Defendant nevertheless argues that the burglary instruction as given did not inform the jury that the intent to commit a crime must exist contemporaneously with the moment of trespass. We reject this contention.

Here, the jury was instructed that, to find defendant guilty of burglary, it must find that all of the elements of the offense had been proven beyond a reasonable doubt, including that defendant:

4. entered or remained unlawfully in a building or occupied structure,
5. with intent to commit therein the crimes of ... assault and menacing, and
6. while in effecting entry into, while inside, or in immediate flight from the building or occupied structure,
7. the defendant assaulted or menaced any person.

This instruction tracked the language of the first degree burglary statute, § 18-4-202, C.R.S.1999, and the pattern jury instruction, COLJI-Crim. No. 14:01 (1993 Supp.). Elemental instructions framed in the language of the statute are generally sufficient. People v. Gallegos, 950 P.2d 629 (Colo.App. 1997).
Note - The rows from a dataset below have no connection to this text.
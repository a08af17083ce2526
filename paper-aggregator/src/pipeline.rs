use crate::aggregator::{PipelineResult, ResultAggregator, RunMetadata, SourceReport};
use crate::config::{MalformedPolicy, RunOptions, SourceConfig};
use crate::fetcher::Fetcher;
use crate::filter::{FilterEngine, ResolvedFilter};
use crate::llm_adapter::OllamaScoringOracle;
use crate::ranking::RankSelector;
use crate::scoring::{ScoreOutcome, ScoredCandidate, ScoringLimiter, ScoringOracleClient};
use crate::sources::SourceRegistry;
use crate::traits::{ScoringOracle, SourceAdapter};
use crate::types::{PaperRecord, PipelineError, Result, SourceId};
use chrono::{DateTime, Utc};
use futures::future::join_all;
use futures::stream::{FuturesUnordered, StreamExt};
use serde::Serialize;
use std::collections::{HashMap, HashSet};
use std::sync::Arc;
use tokio::sync::RwLock;
use tokio::time::{timeout_at, Instant};
use tracing::{debug, error, info, warn};

#[derive(Debug, Clone, Copy, PartialEq, Eq, Serialize)]
pub enum RunState {
    Idle,
    Fetching,
    Filtering,
    Scoring,
    Aggregating,
    Done,
    /// Only reached when the configuration is invalid.
    Failed,
}

/// What one source contributed before filtering.
struct SourceFetch {
    config: SourceConfig,
    report: SourceReport,
    records: Vec<PaperRecord>,
}

/// Runs Fetch → Filter → Rank → Aggregate once per call to [`run`](Self::run).
pub struct PipelineOrchestrator {
    options: RunOptions,
    registry: SourceRegistry,
    scoring: ScoringOracleClient,
    state: Arc<RwLock<RunState>>,
}

impl PipelineOrchestrator {
    /// The limiter is the only resource shared between concurrent scoring calls.
    pub fn new(
        options: RunOptions,
        registry: SourceRegistry,
        oracle: Arc<dyn ScoringOracle>,
        limiter: ScoringLimiter,
    ) -> Self {
        info!(
            "Creating pipeline with {} sources, oracle {}, {} scoring slots",
            registry.len(),
            oracle.oracle_name(),
            limiter.max_in_flight()
        );
        let scoring = ScoringOracleClient::new(oracle, limiter, options.oracle.clone());
        Self {
            options,
            registry,
            scoring,
            state: Arc::new(RwLock::new(RunState::Idle)),
        }
    }

    /// Network-backed pipeline: real source adapters and the Ollama oracle.
    pub fn from_options(options: RunOptions) -> Result<Self> {
        options.validate()?;
        let fetcher = Arc::new(Fetcher::new(options.fetch.clone())?);
        let registry = SourceRegistry::from_options(&options, fetcher)?;
        let oracle = Arc::new(OllamaScoringOracle::new(
            options.oracle.ollama.clone(),
            options.oracle.call_timeout(),
        )?);
        let limiter = ScoringLimiter::new(options.oracle.max_in_flight);
        Ok(Self::new(options, registry, oracle, limiter))
    }

    /// State reached by the most recent run.
    pub async fn state(&self) -> RunState {
        *self.state.read().await
    }

    async fn transition(&self, next: RunState) {
        let mut state = self.state.write().await;
        info!("Pipeline state {:?} -> {:?}", *state, next);
        *state = next;
    }

    pub async fn run(&self) -> Result<PipelineResult> {
        self.run_at(Utc::now()).await
    }

    /// Run with `now` as the instant relative date windows resolve against.
    ///
    /// Only `ConfigurationInvalid` is returned as an error; every other
    /// failure ends up in the per-source reports.
    pub async fn run_at(&self, now: DateTime<Utc>) -> Result<PipelineResult> {
        self.transition(RunState::Idle).await;

        let plan = match self.plan(now) {
            Ok(plan) => plan,
            Err(e) => {
                error!("Refusing to run: {}", e);
                self.transition(RunState::Failed).await;
                return Err(e);
            }
        };

        let mut run = RunMetadata::start(now);
        let deadline = self.options.run_timeout().map(|timeout| Instant::now() + timeout);
        info!("Starting run {} over {} sources", run.run_id, plan.len());

        self.transition(RunState::Fetching).await;
        let fetches = join_all(plan.iter().map(|(config, adapter, _)| {
            let config = config.clone();
            let adapter = adapter.clone();
            async move {
                let source_id = config.id.clone();
                let rankable = config.is_rankable();
                match deadline {
                    Some(deadline) => match timeout_at(deadline, Self::fetch_source(adapter, config.clone())).await {
                        Ok(fetch) => fetch,
                        Err(_) => {
                            warn!("Run deadline reached while fetching {}", source_id);
                            let mut report = SourceReport::new(source_id, rankable);
                            report.attempted = true;
                            report.timed_out = true;
                            report.failure = Some("run timed out during fetch".to_string());
                            SourceFetch {
                                config,
                                report,
                                records: Vec::new(),
                            }
                        }
                    },
                    None => Self::fetch_source(adapter, config).await,
                }
            }
        }))
        .await;

        self.transition(RunState::Filtering).await;
        let mut reports = Vec::with_capacity(fetches.len());
        let mut candidates = Vec::new();
        let mut candidate_keys = HashSet::new();
        let mut unranked = Vec::new();
        for (fetch, (_, _, filter)) in fetches.into_iter().zip(plan.iter()) {
            let SourceFetch {
                config,
                mut report,
                records,
            } = fetch;
            run.timed_out |= report.timed_out;

            let outcome = FilterEngine::apply(records, filter);
            report.filtered_out = outcome.filtered_out();
            info!(
                "Source {}: {} kept, {} filtered out (date {}, popularity {}, tags {})",
                config.id,
                outcome.kept.len(),
                outcome.filtered_out(),
                outcome.rejected_by_date,
                outcome.rejected_by_popularity,
                outcome.rejected_by_tags
            );

            if config.is_rankable() {
                for record in outcome.kept {
                    // one oracle call per key
                    if candidate_keys.insert(record.key()) {
                        candidates.push(record);
                    } else {
                        debug!("Dropping repeated candidate {} before scoring", record.key());
                    }
                }
            } else {
                let mut kept = outcome.kept;
                let cap = config.filter.result_cap;
                if kept.len() > cap {
                    report.capped = kept.len() - cap;
                    kept.truncate(cap);
                }
                unranked.push((config.id.clone(), kept));
            }
            reports.push(report);
        }

        self.transition(RunState::Scoring).await;
        let (scored, scoring_timed_out) = self.score_candidates(candidates, deadline, &mut reports).await;
        run.timed_out |= scoring_timed_out;
        let ranked = RankSelector::select(scored, self.options.top_n);

        self.transition(RunState::Aggregating).await;
        let result = ResultAggregator::merge(run, reports, ranked, unranked);

        self.transition(RunState::Done).await;
        info!(
            "Run {} finished with {} entries{}",
            result.run_id,
            result.entries.len(),
            if result.timed_out { " (timed out)" } else { "" }
        );
        Ok(result)
    }

    /// Validate, pick adapters and resolve filters; nothing is fetched yet.
    fn plan(&self, now: DateTime<Utc>) -> Result<Vec<(SourceConfig, Arc<dyn SourceAdapter>, ResolvedFilter)>> {
        self.options.validate()?;
        self.options
            .enabled_sources()
            .map(|config| {
                let adapter = self.registry.get(&config.id).ok_or_else(|| {
                    PipelineError::invalid_config(format!("no adapter registered for source '{}'", config.id))
                })?;
                let filter = config.filter.resolve(now)?;
                Ok((config.clone(), adapter, filter))
            })
            .collect()
    }

    async fn fetch_source(adapter: Arc<dyn SourceAdapter>, config: SourceConfig) -> SourceFetch {
        let mut report = SourceReport::new(config.id.clone(), config.is_rankable());
        report.attempted = true;

        let payloads = match adapter.fetch(&config).await {
            Ok(payloads) => payloads,
            Err(e) => {
                warn!("Source {} failed: {}", config.id, e);
                report.failure = Some(e.to_string());
                return SourceFetch {
                    config,
                    report,
                    records: Vec::new(),
                };
            }
        };
        report.fetched = payloads.len();

        let mut records = Vec::with_capacity(payloads.len());
        for payload in payloads {
            match adapter.normalize(&config, payload) {
                Ok(record) => records.push(record),
                Err(e) => {
                    report.malformed += 1;
                    match config.malformed_policy {
                        MalformedPolicy::SkipRecord => {
                            debug!("Skipping payload from {}: {}", config.id, e);
                        }
                        MalformedPolicy::FailSource => {
                            warn!("Excluding source {} for this run: {}", config.id, e);
                            report.failure = Some(e.to_string());
                            records.clear();
                            break;
                        }
                    }
                }
            }
        }

        SourceFetch { config, report, records }
    }

    /// Score every candidate, keeping whatever finished before the deadline.
    async fn score_candidates(
        &self,
        candidates: Vec<PaperRecord>,
        deadline: Option<Instant>,
        reports: &mut [SourceReport],
    ) -> (Vec<ScoredCandidate>, bool) {
        let total = candidates.len();
        let mut per_source: HashMap<SourceId, usize> = HashMap::new();
        for record in &candidates {
            *per_source.entry(record.source.clone()).or_default() += 1;
        }
        let mut pending: FuturesUnordered<_> = candidates
            .into_iter()
            .enumerate()
            .map(|(index, record)| async move {
                let source = record.source.clone();
                (index, source, self.scoring.score(record).await)
            })
            .collect();

        let mut scored = Vec::new();
        let mut timed_out = false;
        loop {
            let next = match deadline {
                Some(deadline) => match timeout_at(deadline, pending.next()).await {
                    Ok(next) => next,
                    Err(_) => {
                        timed_out = true;
                        break;
                    }
                },
                None => pending.next().await,
            };
            let Some((index, source, outcome)) = next else {
                break;
            };

            let report = reports.iter_mut().find(|report| report.source == source);
            match outcome {
                ScoreOutcome::Scored(candidate) => {
                    if let Some(report) = report {
                        report.scored += 1;
                    }
                    scored.push((index, candidate));
                }
                ScoreOutcome::Excluded(exclusion) => {
                    if let Some(report) = report {
                        report.scoring_exclusions.push(exclusion);
                    }
                }
            }
        }

        if timed_out {
            let unfinished = pending.len();
            warn!("Run deadline reached with {} of {} candidates unscored", unfinished, total);
            // Dropping the stream cancels the remaining oracle calls.
            drop(pending);
            for report in reports.iter_mut() {
                let finished = report.scored + report.scoring_exclusions.len();
                if finished < per_source.get(&report.source).copied().unwrap_or(0) {
                    report.timed_out = true;
                }
            }
        }

        // Keep filter order going into ranking.
        scored.sort_by_key(|(index, _)| *index);
        (scored.into_iter().map(|(_, candidate)| candidate).collect(), timed_out)
    }

    pub fn source_ids(&self) -> Vec<SourceId> {
        self.options.enabled_sources().map(|source| source.id.clone()).collect()
    }
}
In addition, the term "with" in the instruction told the jury that the intent to commit a crime had to accompany, or be contemporaneous with, the moment of unlawful entering or remaining. See Random House Webster's College Dictionary 1530 (1991) (giving, as first definition of "with," "accompanied by, accompanying"); Webster's Third New International Dictionary 2626 (1986) ("with" is, among other things, a function word to indicate a "mental state accompanying ... a specified action"). These definitions support the conclusion that "entering with intent" necessarily conveys the...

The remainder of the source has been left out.